O CAUBR lançou um diagnóstico sobre a questão da arquiteta e urbanista no Brasil, e chegou nas seguintes informações que eu considero relevantes para a nossa conversa aqui:

Temos 78,14% de arquitetas brancas, 18,14% de arquitetas negras e pardas, 1,76% de arquitetas orientais e 0,21% de arquitetas indígenas. Neste mesmo diagnóstico, notou-se que as arquitetas negras são as que mais sofrem assédio no ambiente de trabalho e que homens brancos chegam a receber quase o dobro do que mulheres negras. Já entre arquitetas negras e arquitetas brancas, encontramos uma diferença salarial de R$ 1.469,85.

Sueli Carneiro, em seu livro Racismo, Sexismo e Desigualdade Social, no capítulo intitulado “Nós”, ressalta a diferença da realidade de mulheres brancas e mulheres negras. E diz “ Para que as mulheres negras alcancem os mesmos padrões salariais das mulheres brancas com quatro a sete anos de estudos, elas precisam de mais quatro anos de instrução, ou seja, de oito a 11 anos de estudos. Essa é a igualdade de gênero e de raça instituídas no mercado de trabalho e o retorno que as mulheres, sobretudo as negras, tem do seu esforço educacional”.

O mercado de trabalho atual precisa entender que não existe “a arquiteta”. Não existe somente um perfil. Temos arquitetas negras, indígenas, brancas, orientais, trans… cada uma delas ocupa um lugar nesse mercado. Espero que cada vez mais o mercado e as instituições ligadas ao campo de conhecimento da arquitetura e do urbanismo, assimilem essas diferenças e trabalhem para igualar oportunidades de trabalho e condições salariais.

Recentemente colocou-se em pauta os monumentos que reforçam a história hegemônica branca e masculina. De que forma esse movimento colabora para um olhar mais democrático e nos faz repensar os espaços que vivemos?

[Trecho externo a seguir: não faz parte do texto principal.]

//! Zero-argument callables whose results are walked on demand.

use std::fmt;
use std::sync::Arc;

use crate::value::Value;
use crate::walkable::IntoValues;

/// A callable that yields values when the walker reaches it.
///
/// The walker invokes it exactly once per visit and walks the returned values
/// in return-position order.
#[derive(Clone)]
pub struct Producer {
    call: Arc<dyn Fn() -> Vec<Value> + Send + Sync>,
}

impl Producer {
    /// Wraps `f`. Its return type decides how many values it yields:
    /// `()` yields none, a tuple yields one per element, a `Vec` one per item.
    pub fn new<F, R>(f: F) -> Self
    where
        F: Fn() -> R + Send + Sync + 'static,
        R: IntoValues,
    {
        Self {
            call: Arc::new(move || f().into_values()),
        }
    }

    /// Invokes the callable.
    pub fn call(&self) -> Vec<Value> {
        (self.call)()
    }
}

impl fmt::Debug for Producer {
    fn fmt(&self, f: &mut fmt::Formatter<'_>) -> fmt::Result {
        f.debug_struct("Producer").finish_non_exhaustive()
    }
}

#[cfg(test)]
mod tests {
    use super::*;
    use std::sync::atomic::{AtomicUsize, Ordering};

    #[test]
    fn test_unit_return_yields_nothing() {
        let producer = Producer::new(|| ());
        assert!(producer.call().is_empty());
    }

    #[test]
    fn test_tuple_return_keeps_positions() {
        let producer = Producer::new(|| ("first", 7_u8, "third"));
        let values = producer.call();

        assert_eq!(values.len(), 3);
        assert_eq!(values[0].as_str(), Some("first"));
        assert!(values[1].is_other());
        assert_eq!(values[2].as_str(), Some("third"));
    }

    #[test]
    fn test_each_call_invokes_once() {
        let calls = Arc::new(AtomicUsize::new(0));
        let counter = Arc::clone(&calls);
        let producer = Producer::new(move || {
            counter.fetch_add(1, Ordering::SeqCst);
            vec!["x".to_string()]
        });

        producer.call();
        producer.call();

        assert_eq!(calls.load(Ordering::SeqCst), 2);
    }
}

Trazer a questão dos monumentos à tona é muito importante para compreendermos que existe uma narrativa única sendo contada há muitos anos. E que enquanto país, fomos construídos com base nessa narrativa, que exclui propositalmente povos negros e originários. Entendermos e debatermos sobre isso, é um grande passo para iniciarmos uma a desconstrução dessa narrativa excludente e avançarmos para a construção de uma narrativa que dê conta de contar nossa história sem privilégios e sem ficção.

Sobre a arquiteta: Formada pela FAU da PUC-MG, é especialista em Sustentabilidade e Gestão do Ambiente Construído, pela UFMG. Fundou o projeto Arquitetas Negras e tem como objeto de pesquisa o racismo estrutural e suas influências no planejamento urbano e a arquitetura contemporânea produzida em África.